» What the exercise asks
Copy out each line below that has the word "post" in it.

» Given records
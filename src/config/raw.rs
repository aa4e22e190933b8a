use std::net::SocketAddr;
use std::path::Path;
use std::time::Duration;

use serde::Deserialize;
use serde_with::serde_as;
use url::Url;

use crate::Result;
use crate::error::ConfigError;

use super::defaults::{
    default_base_url, default_concurrency, default_connect_timeout, default_http_timeout,
    default_listen, default_page_size,
};
use super::env::{env_duration, env_parse, env_string};
use super::{
    BasicCredentials, Config, HumantimeDuration, MAX_PAGE_SIZE, OpsGenieSettings, ServerSettings,
};

pub(super) fn load(path: impl AsRef<Path>) -> std::result::Result<RawConfig, ConfigError> {
    let mut builder = ::config::Config::builder();
    let path = path.as_ref();
    builder = builder.add_source(::config::File::from(path).required(false));
    builder = builder.add_source(
        ::config::Environment::with_prefix("GENIE")
            .separator("__")
            .try_parsing(true),
    );

    builder
        .build()
        .map_err(|err| ConfigError::Other(err.to_string()))?
        .try_deserialize()
        .map_err(|err| ConfigError::Parse(err.to_string()))
}

#[derive(Debug, Default, Deserialize)]
pub(super) struct RawConfig {
    #[serde(default)]
    pub(super) opsgenie: RawOpsGenie,
    #[serde(default)]
    pub(super) server: RawServer,
}

#[serde_as]
#[derive(Debug, Deserialize)]
pub(super) struct RawOpsGenie {
    #[serde(default = "default_base_url")]
    pub(super) url: String,
    pub(super) api_key: Option<String>,
    #[serde(default = "default_page_size")]
    pub(super) page_size: usize,
    #[serde(default = "default_concurrency")]
    pub(super) concurrency: usize,
    #[serde(default = "default_http_timeout")]
    #[serde_as(as = "HumantimeDuration")]
    pub(super) timeout: Duration,
    #[serde(default = "default_connect_timeout")]
    #[serde_as(as = "HumantimeDuration")]
    pub(super) connect_timeout: Duration,
}

#[derive(Debug, Deserialize)]
pub(super) struct RawServer {
    #[serde(default = "default_listen")]
    pub(super) listen: String,
    #[serde(default)]
    pub(super) user: Option<String>,
    #[serde(default)]
    pub(super) password: Option<String>,
}

impl RawConfig {
    pub(super) fn apply_env_overrides(&mut self) -> std::result::Result<(), ConfigError> {
        if let Some(key) = env_string("OPSGENIE_API_KEY")? {
            self.opsgenie.api_key = Some(key);
        }
        if let Some(url) = env_string("OPSGENIE_URL")? {
            self.opsgenie.url = url;
        }
        if let Some(page_size) = env_parse::<usize>("PAGE_SIZE")? {
            self.opsgenie.page_size = page_size;
        }
        if let Some(concurrency) = env_parse::<usize>("CONCURRENCY")? {
            self.opsgenie.concurrency = concurrency;
        }
        if let Some(timeout) = env_duration("HTTP_TIMEOUT")? {
            self.opsgenie.timeout = timeout;
        }
        if let Some(timeout) = env_duration("HTTP_CONNECT_TIMEOUT")? {
            self.opsgenie.connect_timeout = timeout;
        }
        if let Some(listen) = env_string("LISTEN_ADDR")? {
            self.server.listen = listen;
        }
        if let Some(user) = env_string("HTTP_USER")? {
            self.server.user = Some(user);
        }
        if let Some(password) = env_string("HTTP_PASS")? {
            self.server.password = Some(password);
        }
        Ok(())
    }

    pub(super) fn validate_and_build(self) -> Result<Config> {
        let api_key = self.opsgenie.api_key.ok_or(ConfigError::MissingField {
            field: "opsgenie.api_key",
        })?;
        if api_key.trim().is_empty() {
            return Err(ConfigError::InvalidField {
                field: "opsgenie.api_key",
                message: "API key cannot be empty".to_string(),
            }
            .into());
        }
        let base_url = Url::parse(&self.opsgenie.url).map_err(|err| ConfigError::InvalidField {
            field: "opsgenie.url",
            message: err.to_string(),
        })?;

        if !(1..=MAX_PAGE_SIZE).contains(&self.opsgenie.page_size) {
            return Err(ConfigError::InvalidField {
                field: "opsgenie.page_size",
                message: format!(
                    "expected between 1 and {MAX_PAGE_SIZE}, got {}",
                    self.opsgenie.page_size
                ),
            }
            .into());
        }
        if self.opsgenie.timeout.is_zero() {
            return Err(ConfigError::InvalidField {
                field: "opsgenie.timeout",
                message: "timeout must be greater than zero".to_string(),
            }
            .into());
        }
        if self.opsgenie.connect_timeout.is_zero() {
            return Err(ConfigError::InvalidField {
                field: "opsgenie.connect_timeout",
                message: "timeout must be greater than zero".to_string(),
            }
            .into());
        }

        let listen = self
            .server
            .listen
            .parse::<SocketAddr>()
            .map_err(|err| ConfigError::InvalidField {
                field: "server.listen",
                message: err.to_string(),
            })?;

        let credentials = match (self.server.user, self.server.password) {
            (None, None) => None,
            (Some(user), Some(password)) if !user.is_empty() => Some(BasicCredentials {
                user,
                password: password.into(),
            }),
            _ => {
                return Err(ConfigError::InvalidField {
                    field: "server.user",
                    message: "HTTP user and password must be set together".to_string(),
                }
                .into());
            }
        };

        Ok(Config {
            opsgenie: OpsGenieSettings {
                base_url,
                api_key: api_key.into(),
                page_size: self.opsgenie.page_size,
                concurrency: self.opsgenie.concurrency.max(1),
                http_connect_timeout: self.opsgenie.connect_timeout,
                http_request_timeout: self.opsgenie.timeout,
            },
            server: ServerSettings {
                listen,
                credentials,
            },
        })
    }
}

impl Default for RawOpsGenie {
    fn default() -> Self {
        Self {
            url: default_base_url(),
            api_key: None,
            page_size: default_page_size(),
            concurrency: default_concurrency(),
            timeout: default_http_timeout(),
            connect_timeout: default_connect_timeout(),
        }
    }
}

impl Default for RawServer {
    fn default() -> Self {
        Self {
            listen: default_listen(),
            user: None,
            password: None,
        }
    }
}
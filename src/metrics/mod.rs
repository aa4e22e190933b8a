use std::fmt::{self, Display};

use serde::Serialize;
use tracing::{debug, info};

use crate::genie_client::GenieClient;
use crate::paging::Pager;
use crate::request::Window;

pub mod mtta;

use mtta::Correlator;

/// `[value, epoch_millis]`; a `null` value means the metric is unavailable.
#[derive(Clone, Copy, Debug, PartialEq, Serialize)]
pub struct Datapoint(pub Option<f64>, pub i64);

/// One time series in a `/query` response.
#[derive(Clone, Debug, PartialEq, Serialize)]
pub struct Series {
    pub target: String,
    pub datapoints: Vec<Datapoint>,
}

/// What a metric computation needs from the outside world.
#[derive(Clone)]
pub struct MetricContext {
    pub client: GenieClient,
    pub pager: Pager,
    pub concurrency: usize,
}

#[derive(Clone, Copy, Debug, Eq, Hash, PartialEq)]
pub enum Metric {
    Mtta,
}

impl Metric {
    pub const ALL: [Self; 1] = [Self::Mtta];

    pub const fn as_str(self) -> &'static str {
        match self {
            Self::Mtta => "MTTA",
        }
    }

    /// Exact, case-sensitive lookup of a target name.
    pub fn resolve(name: &str) -> Option<Self> {
        let metric = Self::ALL.into_iter().find(|m| m.as_str() == name);
        if metric.is_none() {
            debug!(target_name = name, "unsupported metric skipped");
        }
        metric
    }

    pub fn names() -> Vec<&'static str> {
        Self::ALL.into_iter().map(Self::as_str).collect()
    }

    pub async fn compute(self, ctx: &MetricContext, window: &Window) -> Series {
        info!(
            metric = %self,
            from = %window.from,
            to = %window.to,
            "computing metric"
        );
        match self {
            Self::Mtta => {
                let correlator = Correlator::new(ctx.client.clone(), ctx.pager, ctx.concurrency);
                correlator.run().await.into_series(self.as_str())
            }
        }
    }
}

impl Display for Metric {
    fn fmt(&self, f: &mut fmt::Formatter<'_>) -> fmt::Result {
        f.write_str(self.as_str())
    }
}
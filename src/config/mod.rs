use std::net::SocketAddr;
use std::path::Path;
use std::time::Duration;

use secrecy::SecretString;
use url::Url;

use crate::Result;
use crate::error::Error as DatasourceError;

mod defaults;
mod env;
mod raw;
mod serde;

pub(crate) use self::serde::HumantimeDuration;

const MAX_PAGE_SIZE: usize = 100;

#[derive(Debug, Clone)]
pub struct Config {
    pub opsgenie: OpsGenieSettings,
    pub server: ServerSettings,
}

#[derive(Debug, Clone)]
pub struct OpsGenieSettings {
    pub base_url: Url,
    pub api_key: SecretString,
    pub page_size: usize,
    pub concurrency: usize,
    pub http_connect_timeout: Duration,
    pub http_request_timeout: Duration,
}

#[derive(Debug, Clone)]
pub struct ServerSettings {
    pub listen: SocketAddr,
    pub credentials: Option<BasicCredentials>,
}

/// Fixed shared credentials for the inbound HTTP surface.
#[derive(Debug, Clone)]
pub struct BasicCredentials {
    pub user: String,
    pub password: SecretString,
}

impl Config {
    /// Load configuration from an optional file and the environment.
    ///
    /// # Errors
    ///
    /// Returns an error when the configuration file cannot be parsed, when
    /// environment overrides are invalid, or when the resulting values fail
    /// validation.
    pub fn from_env_and_file(path: impl AsRef<Path>) -> Result<Self> {
        let mut raw = raw::load(path).map_err(DatasourceError::from)?;
        raw.apply_env_overrides().map_err(DatasourceError::from)?;
        raw.validate_and_build()
    }
}
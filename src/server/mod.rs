//! SimpleJSON HTTP surface.

use std::future::Future;
use std::sync::Arc;

use axum::Router;
use axum::middleware;
use axum::routing::{get, post};
use tokio::net::TcpListener;
use tower_http::trace::TraceLayer;
use tracing::info;

use crate::Result;
use crate::metrics::MetricContext;

mod auth;
mod handlers;

pub use auth::AuthPolicy;

/// Build the router with the auth gate applied to every route.
pub fn build_router(ctx: MetricContext, auth: AuthPolicy) -> Router {
    Router::new()
        .route("/", get(handlers::health))
        .route("/search", get(handlers::search).post(handlers::search))
        .route("/query", post(handlers::query))
        .with_state(Arc::new(ctx))
        .layer(middleware::from_fn_with_state(
            Arc::new(auth),
            auth::require_auth,
        ))
        .layer(TraceLayer::new_for_http())
}

/// Serve `router` on `listener` until `shutdown` resolves.
///
/// # Errors
///
/// Returns an error if the listener fails while accepting connections.
pub async fn serve<F>(listener: TcpListener, router: Router, shutdown: F) -> Result<()>
where
    F: Future<Output = ()> + Send + 'static,
{
    if let Ok(addr) = listener.local_addr() {
        info!(%addr, "datasource listening");
    }
    axum::serve(listener, router)
        .with_graceful_shutdown(shutdown)
        .await?;
    info!("datasource stopped");
    Ok(())
}
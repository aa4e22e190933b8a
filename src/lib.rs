#![forbid(unsafe_code)]
#![deny(clippy::unwrap_used, clippy::expect_used)]

pub mod config;
pub mod error;
pub mod genie_client;
pub mod metrics;
pub mod paging;
pub mod request;
pub mod server;
pub mod telemetry;
pub mod types;
pub mod util;

pub type Result<T> = std::result::Result<T, error::Error>;
use serde::Deserialize;

const BODY_PREVIEW_LIMIT: usize = 256;

/// Success body shared by the OpsGenie REST endpoints.
#[derive(Debug, Deserialize)]
pub(super) struct Envelope<T> {
    pub(crate) data: Option<T>,
    #[serde(default, rename = "requestId")]
    pub(crate) request_id: Option<String>,
}

/// Body returned with non-2xx statuses.
#[derive(Debug, Deserialize)]
pub(super) struct ApiErrorBody {
    #[serde(default)]
    pub(crate) message: Option<String>,
    #[serde(default)]
    pub(crate) errors: Option<serde_json::Map<String, serde_json::Value>>,
}

impl ApiErrorBody {
    pub(super) fn describe(self) -> String {
        let mut message = self
            .message
            .unwrap_or_else(|| "no error message".to_string());
        if let Some(errors) = self.errors.filter(|e| !e.is_empty()) {
            let fields: Vec<String> = errors
                .into_iter()
                .map(|(field, reason)| match reason {
                    serde_json::Value::String(reason) => format!("{field}: {reason}"),
                    other => format!("{field}: {other}"),
                })
                .collect();
            message.push_str(" (");
            message.push_str(&fields.join(", "));
            message.push(')');
        }
        message
    }
}

pub(super) fn body_preview(body: &[u8]) -> String {
    if body.is_empty() {
        return "<empty>".to_string();
    }
    let end = body.len().min(BODY_PREVIEW_LIMIT);
    let mut preview = String::from_utf8_lossy(&body[..end]).to_string();
    if body.len() > BODY_PREVIEW_LIMIT {
        preview.push_str("...");
    }
    preview.replace('\n', "\\n")
}
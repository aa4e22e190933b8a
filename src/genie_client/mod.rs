pub(crate) mod api;
pub(crate) mod client;
pub(crate) mod models;
pub(crate) mod ops;

pub use client::GenieClient;
pub use models::{Alert, Incident};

» Written answer
use axum::routing::{get, post};
        .route("/search", get(handlers::search).post(handlers::search))
        .route("/query", post(handlers::query))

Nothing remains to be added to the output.